# Advise on speeds and feeds for 3D



## SteveMI (May 29, 2011)

I am probably going to make my first attempt at cutting a 3D image on Monday. Going to be solid wood, most likely red oak or white oak. Yesterday I picked up some Amana bits and on Saturday will have some Whiteside bits.

The Amana are carbide tip half-round: 1/8" (45900), 3/16" (45902) and a 1/4" (45904). 

The Whiteside are solid carbide: 1/8" Ball Nose w/ 1/16" Radius (SC66), 3/16" Ball Round Nose w/ 3/32" Radius (RU1800RN) and 1/4" Ball Round Nose Bit w/ 1/8" Radius (RU2075RN).

The job will run on a Shopbot with 4 hp spindle and ER20 collet. CAM will be generated by Vectric V-Carve 8 Pro. Using the 1/4" for roughing and the smaller for finish.

So, what are the recommendations for speed and feed from the people with wisdom at this? Anything special with V-Carve? Can V-Carve do two roughing passes, such as my 1/4" and 3/16" before the 1/8" ?

I'm not concerned with the wood and cut time is less than 3 hours, but would like to have the bits to cut another day.

Steve.


----------



## honesttjohn (Feb 17, 2015)

Steve,

I got mine set at 18000 rpm and use that for most everything. 

What are you going to carve? And how big or how deep is the cut going to be?

HJ


----------



## SteveMI (May 29, 2011)

A smaller eagle like scottart does. It is 18" x 9" x 0.45" depth. My concern is the IPM and cut depth. Currently I have the job set for 0.125" pass depth and 100" per minute feed which I have used many times with a 1/4" end mill. For the finishing pass I have the job at 0.0625" pass depth and 50" per minute feed.

I don't do much raster type cutting unless pocketing. Just asking for any differences with 3D.

Steve.


----------



## Frazil (Apr 21, 2015)

You can do multiple roughing passes using VCarve Pro. You would calculate each one seperately. The first one could be a Z level roughing with a large bit and big stepover because it is quickest. If you do another one it should be a 3D roughing pass with the pass depth set to reach the bottom of the carving. The material allowance will still be left. If you do the second one as a 3D it won't re-cut all the air from the first toolpath. 
I have done several 3D carves this week.
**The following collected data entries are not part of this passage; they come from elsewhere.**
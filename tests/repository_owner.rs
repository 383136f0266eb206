mod common;

use sqlx::SqlitePool;
use std::sync::Arc;

use pawliday::domain::entities::{NewOwner, OwnerPatch};
use pawliday::domain::repositories::OwnerRepository;
use pawliday::error::AppError;
use pawliday::infrastructure::persistence::SqliteOwnerRepository;

fn make_repo(pool: SqlitePool) -> SqliteOwnerRepository {
    SqliteOwnerRepository::new(Arc::new(pool))
}

fn new_owner(sitter_id: i64, email: &str, phone: &str) -> NewOwner {
    NewOwner {
        sitter_id,
        first_name: "Max".to_string(),
        last_name: "Mustermann".to_string(),
        email: email.to_string(),
        phone_number: phone.to_string(),
    }
}

#[sqlx::test]
async fn test_create_and_find(pool: SqlitePool) {
    let sitter_id = common::create_test_sitter(&pool, "ada@example.com").await;
    let repo = make_repo(pool);

    let created = repo
        .create(new_owner(sitter_id, "max@example.com", "+4915123456789"))
        .await
        .unwrap();
    assert!(created.id > 0);
    assert_eq!(created.sitter_id, sitter_id);

    let found = repo.find_by_id(created.id, sitter_id).await.unwrap().unwrap();
    assert_eq!(found.email, "max@example.com");
    assert_eq!(found.phone_number, "+4915123456789");
}

#[sqlx::test]
async fn test_find_is_scoped_to_sitter(pool: SqlitePool) {
    let sitter_a = common::create_test_sitter(&pool, "a@example.com").await;
    let sitter_b = common::create_test_sitter(&pool, "b@example.com").await;
    let owner_id = common::create_test_owner(&pool, sitter_a, "max@example.com", "+4915111111").await;

    let repo = make_repo(pool);

    assert!(repo.find_by_id(owner_id, sitter_a).await.unwrap().is_some());
    // The same id is invisible to another sitter.
    assert!(repo.find_by_id(owner_id, sitter_b).await.unwrap().is_none());
}

#[sqlx::test]
async fn test_list_for_sitter_only_lists_own_owners(pool: SqlitePool) {
    let sitter_a = common::create_test_sitter(&pool, "a@example.com").await;
    let sitter_b = common::create_test_sitter(&pool, "b@example.com").await;
    common::create_test_owner(&pool, sitter_a, "one@example.com", "+4915111111").await;
    common::create_test_owner(&pool, sitter_a, "two@example.com", "+4915122222").await;
    common::create_test_owner(&pool, sitter_b, "other@example.com", "+4915133333").await;

    let repo = make_repo(pool);

    let owners = repo.list_for_sitter(sitter_a).await.unwrap();
    assert_eq!(owners.len(), 2);
    assert!(owners.iter().all(|o| o.sitter_id == sitter_a));
}

#[sqlx::test]
async fn test_duplicate_email_and_phone_are_validation_errors(pool: SqlitePool) {
    let sitter_id = common::create_test_sitter(&pool, "ada@example.com").await;
    let repo = make_repo(pool);

    repo.create(new_owner(sitter_id, "max@example.com", "+4915111111"))
        .await
        .unwrap();

    let dup_email = repo
        .create(new_owner(sitter_id, "max@example.com", "+4915122222"))
        .await
        .unwrap_err();
    assert!(matches!(dup_email, AppError::Validation { .. }));

    let dup_phone = repo
        .create(new_owner(sitter_id, "other@example.com", "+4915111111"))
        .await
        .unwrap_err();
    assert!(matches!(dup_phone, AppError::Validation { .. }));
}

#[sqlx::test]
async fn test_update_merges_patch(pool: SqlitePool) {
    let sitter_id = common::create_test_sitter(&pool, "ada@example.com").await;
    let owner_id = common::create_test_owner(&pool, sitter_id, "max@example.com", "+4915111111").await;

    let repo = make_repo(pool);

    let updated = repo
        .update(
            owner_id,
            sitter_id,
            OwnerPatch {
                first_name: Some("Moritz".to_string()),
                ..Default::default()
            },
        )
        .await
        .unwrap();

    assert_eq!(updated.first_name, "Moritz");
    assert_eq!(updated.last_name, "Mustermann");
    assert_eq!(updated.email, "max@example.com");
}

#[sqlx::test]
async fn test_update_foreign_owner_is_not_found(pool: SqlitePool) {
    let sitter_a = common::create_test_sitter(&pool, "a@example.com").await;
    let sitter_b = common::create_test_sitter(&pool, "b@example.com").await;
    let owner_id = common::create_test_owner(&pool, sitter_a, "max@example.com", "+4915111111").await;

    let repo = make_repo(pool);

    let err = repo
        .update(owner_id, sitter_b, OwnerPatch::default())
        .await
        .unwrap_err();
    assert!(matches!(err, AppError::NotFound { .. }));
}

#[sqlx::test]
async fn test_delete_cascades_to_dogs(pool: SqlitePool) {
    let sitter_id = common::create_test_sitter(&pool, "ada@example.com").await;
    let owner_id = common::create_test_owner(&pool, sitter_id, "max@example.com", "+4915111111").await;
    common::create_test_dog(&pool, owner_id, 1001, "Rex").await;
    common::create_test_dog(&pool, owner_id, 1002, "Bella").await;

    let repo = make_repo(pool.clone());
    assert!(repo.delete(owner_id, sitter_id).await.unwrap());

    assert_eq!(common::count_rows(&pool, "owners").await, 0);
    assert_eq!(common::count_rows(&pool, "dogs").await, 0);
}

#[sqlx::test]
async fn test_delete_foreign_owner_returns_false(pool: SqlitePool) {
    let sitter_a = common::create_test_sitter(&pool, "a@example.com").await;
    let sitter_b = common::create_test_sitter(&pool, "b@example.com").await;
    let owner_id = common::create_test_owner(&pool, sitter_a, "max@example.com", "+4915111111").await;
    common::create_test_dog(&pool, owner_id, 1001, "Rex").await;

    let repo = make_repo(pool.clone());
    assert!(!repo.delete(owner_id, sitter_b).await.unwrap());

    // Nothing of the foreign sitter's data is touched.
    assert_eq!(common::count_rows(&pool, "owners").await, 1);
    assert_eq!(common::count_rows(&pool, "dogs").await, 1);
}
In walnut with a .75" ball nose for both roughing and final. And in hickory with a .5" ball nose roughing and .125" ball nose for final.
I often do a profile pass with the roughing bit in order to provide clearance for the small bit to start in a low stress area.


----------



## fixtureman (Jul 5, 2012)

Yo can run it as fast as your shopbot will run as it will never get to that speed. once the First pass is done there is very little force on your cutter so you should be able to go deep


----------



## SteveMI (May 29, 2011)

Frazil said:


> (1) The first one could be a Z level roughing with a large bit and big stepover because it is quickest.
> (2) If you do another one it should be a 3D roughing pass with the pass depth set to reach the bottom of the carving. The material allowance will still be left. If you do the second one as a 3D it won't re-cut all the air from the first toolpath.
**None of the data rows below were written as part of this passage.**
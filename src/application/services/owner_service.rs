//! Owner management service.

use std::sync::Arc;

use crate::domain::entities::{NewOwner, Owner, OwnerPatch};
use crate::domain::repositories::OwnerRepository;
use crate::error::AppError;
use crate::utils::phone::normalize_de_phone;
use serde_json::json;

/// Service for managing a sitter's owner records.
///
/// Normalizes phone numbers to E.164 before they reach the store and maps
/// missing or foreign rows to not-found.
pub struct OwnerService<R: OwnerRepository> {
    repository: Arc<R>,
}

impl<R: OwnerRepository> OwnerService<R> {
    /// Creates a new owner service.
    pub fn new(repository: Arc<R>) -> Self {
        Self { repository }
    }

    /// Lists all owners of a sitter.
    pub async fn list_owners(&self, sitter_id: i64) -> Result<Vec<Owner>, AppError> {
        self.repository.list_for_sitter(sitter_id).await
    }

    /// Creates a new owner for a sitter.
    ///
    /// # Errors
    ///
    /// Returns [`AppError::Validation`] for an invalid phone number or a
    /// duplicate email/phone.
    pub async fn create_owner(
        &self,
        sitter_id: i64,
        first_name: String,
        last_name: String,
        email: String,
        phone_number: &str,
    ) -> Result<Owner, AppError> {
        let phone_number = normalize_de_phone(phone_number)?;

        self.repository
            .create(NewOwner {
                sitter_id,
                first_name,
                last_name,
                email,
                phone_number,
            })
            .await
    }

    /// Retrieves one owner, scoped to the sitter.
    ///
    /// # Errors
    ///
    /// Returns [`AppError::NotFound`] when the owner does not exist or
    /// belongs to another sitter.
    pub async fn get_owner(&self, owner_id: i64, sitter_id: i64) -> Result<Owner, AppError> {
        self.repository
            .find_by_id(owner_id, sitter_id)
            .await?
            .ok_or_else(|| owner_not_found(owner_id))
    }

    /// Partially updates an owner, scoped to the sitter.
    ///
    /// A phone number, when present, is normalized first.
    pub async fn update_owner(
        &self,
        owner_id: i64,
        sitter_id: i64,
        first_name: Option<String>,
        last_name: Option<String>,
        email: Option<String>,
        phone_number: Option<String>,
    ) -> Result<Owner, AppError> {
        let phone_number = match phone_number {
            Some(raw) => Some(normalize_de_phone(&raw)?),
            None => None,
        };

        self.repository
            .update(
                owner_id,
                sitter_id,
                OwnerPatch {
                    first_name,
                    last_name,
                    email,
                    phone_number,
                },
            )
            .await
    }

    /// Deletes an owner and its dogs, scoped to the sitter.
    ///
    /// # Errors
    ///
    /// Returns [`AppError::NotFound`] when the owner does not exist or
    /// belongs to another sitter.
    pub async fn delete_owner(&self, owner_id: i64, sitter_id: i64) -> Result<(), AppError> {
        if !self.repository.delete(owner_id, sitter_id).await? {
            return Err(owner_not_found(owner_id));
        }
        Ok(())
    }
}

fn owner_not_found(owner_id: i64) -> AppError {
    AppError::not_found("Owner not found", json!({ "owner_id": owner_id }))
}

#[cfg(test)]
mod tests {
    use super::*;
    use crate::domain::repositories::MockOwnerRepository;

    fn test_owner(id: i64, sitter_id: i64) -> Owner {
        Owner {
            id,
            sitter_id,
            first_name: "Max".to_string(),
            last_name: "Mustermann".to_string(),
            email: "max@example.com".to_string(),
            phone_number: "+4915123456789".to_string(),
        }
    }

    #[tokio::test]
    async fn test_create_owner_normalizes_phone() {
        let mut mock_repo = MockOwnerRepository::new();
        mock_repo
            .expect_create()
            .withf(|new| new.phone_number == "+4915123456789")
            .times(1)
            .returning(|new| {
                Ok(Owner {
                    id: 1,
                    sitter_id: new.sitter_id,
                    first_name: new.first_name,
                    last_name: new.last_name,
                    email: new.email,
                    phone_number: new.phone_number,
                })
            });

        let service = OwnerService::new(Arc::new(mock_repo));
        let result = service
            .create_owner(
                1,
                "Max".to_string(),
                "Mustermann".to_string(),
                "max@example.com".to_string(),
                "0151 23456789",
            )
            .await;

        assert!(result.is_ok());
    }

    #[tokio::test]
    async fn test_create_owner_invalid_phone() {
        let mock_repo = MockOwnerRepository::new();

        let service = OwnerService::new(Arc::new(mock_repo));
        let result = service
            .create_owner(
                1,
                "Max".to_string(),
                "Mustermann".to_string(),
                "max@example.com".to_string(),
                "+1 555 0100",
            )
            .await;

        assert!(matches!(result.unwrap_err(), AppError::Validation { .. }));
    }

    #[tokio::test]
    async fn test_get_owner_scoped_miss_is_not_found() {
        let mut mock_repo = MockOwnerRepository::new();
        mock_repo
            .expect_find_by_id()
            .times(1)
            .returning(|_, _| Ok(None));

        let service = OwnerService::new(Arc::new(mock_repo));
        let result = service.get_owner(5, 2).await;

        assert!(matches!(result.unwrap_err(), AppError::NotFound { .. }));
    }

    #[tokio::test]
    async fn test_update_owner_passes_patch_through() {
        let mut mock_repo = MockOwnerRepository::new();
        mock_repo
            .expect_update()
            .withf(|owner_id, sitter_id, patch| {
                *owner_id == 5
                    && *sitter_id == 1
                    && patch.first_name.as_deref() == Some("Moritz")
                    && patch.phone_number.is_none()
            })
            .times(1)
            .returning(|owner_id, sitter_id, _| Ok(test_owner(owner_id, sitter_id)));

        let service = OwnerService::new(Arc::new(mock_repo));
        let result = service
            .update_owner(5, 1, Some("Moritz".to_string()), None, None, None)
            .await;

        assert!(result.is_ok());
    }

    #[tokio::test]
    async fn test_delete_owner_missing_is_not_found() {
        let mut mock_repo = MockOwnerRepository::new();
        mock_repo.expect_delete().times(1).returning(|_, _| Ok(false));

        let service = OwnerService::new(Arc::new(mock_repo));
        let result = service.delete_owner(5, 1).await;

        assert!(matches!(result.unwrap_err(), AppError::NotFound { .. }));
    }
}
I have VCP, so for your #1 step I would use "3D" with the largest tool, then another "3D" (#2) with second largest diameter bit as second roughing? Then use the final smaller bit for the Finishing cut. 

Steve.


----------



## fixtureman (Jul 5, 2012)

I run my shopbot with a 2.2 kw spindle at 12000 rpm and 6 ips or 300 ipm full depth using a 1/16 tapered ball nose bit for 3D work


----------



## MEBCWD (Jan 14, 2012)

Steve,

One thing to consider is the detail level of the model you are carving. If your 1/4" bit will cut all the detail of the model there is no need to use a smaller bit, it will just take longer and add ware and tear to the CNC components and bits. You can see the difference in VCarve when you run the preview of your toolpaths. Create finish toolpaths for each one of the bits and preview each one from the largest to the smallest (I normally zoom in on the most detailed part of the carving for the preview). If there is little or no change to the preview image when cutting with a smaller bit then use the larger tool at that point. 

You know how fast you can run your machine before it starts cutting badly so that is a good starting point for determining how fast you can go with 3d. Remember some ball nose bits don't have large cutting flutes so they will have to be feed slower. I would use a feed rate calculator based on the cutting parameters of each bit.
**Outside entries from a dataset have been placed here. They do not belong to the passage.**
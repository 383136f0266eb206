use pawliday::config;
use pawliday::server;
use tracing_subscriber::EnvFilter;

#[tokio::main]
async fn main() -> anyhow::Result<()> {
    // A missing .env file is fine, the environment may be set directly.
    dotenvy::dotenv().ok();

    let config = config::load_from_env()?;

    let filter = EnvFilter::try_from_default_env()
        .unwrap_or_else(|_| EnvFilter::new(config.log_level.clone()));

    match config.log_format.as_str() {
        "json" => tracing_subscriber::fmt().with_env_filter(filter).json().init(),
        _ => tracing_subscriber::fmt().with_env_filter(filter).init(),
    }

    config.print_summary();

    server::run(config).await
}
I use straight bits for 3d roughing most of the time but any bit you choose can be used for roughing, a ball nose bit will get closer to the finished model. I see no need in running several roughing passes with increasingly smaller bits.

Here are two things to consider when developing 3d toolpaths:

1. A 3d roughing pass cuts from the surface of the material and removes all the material inside the selected boundary leaving a machining allowance of material for the 3d finish toolpath. If you run several 3d roughing passes you are cutting air most of the time on the additional toolpaths. Just use one roughing pass with a large tool, small enough to get most of the material cleared, so the finish bit will not have to cut too much material.

2. A large project with fine detail that will have a great amount of waste material to remove might benefit from using the following approach: 
Duplicate the model and resize the duplicate adding the thickness of the material you wish to leave for the final finish pass. Turn off the original model.
Calculate a 3d rouging pass using the resized model with a really large bit and leave a machining allowance for the bit you will use for the special roughing toolpath.
Calculate a 3d finish tollpath using the resize model with a larger tool than you intend to use for the final finish (this is the special roughing pass). It will only machine the material left by the 3d roughing pass and leave material for the 3d finish pass. Another 3d roughing pass would cut air most of the time so doing this limits all the air cutting.
Turn off the oversize model and turn the original model back on, calculate a 3d finish tool path with your smaller tool you want to use to get the fine detail.
Run the toolpaths on your machine.
One thing to remember, don't use the recalculate all toolpaths feature because the model needs to be the right size for each toolpath.


----------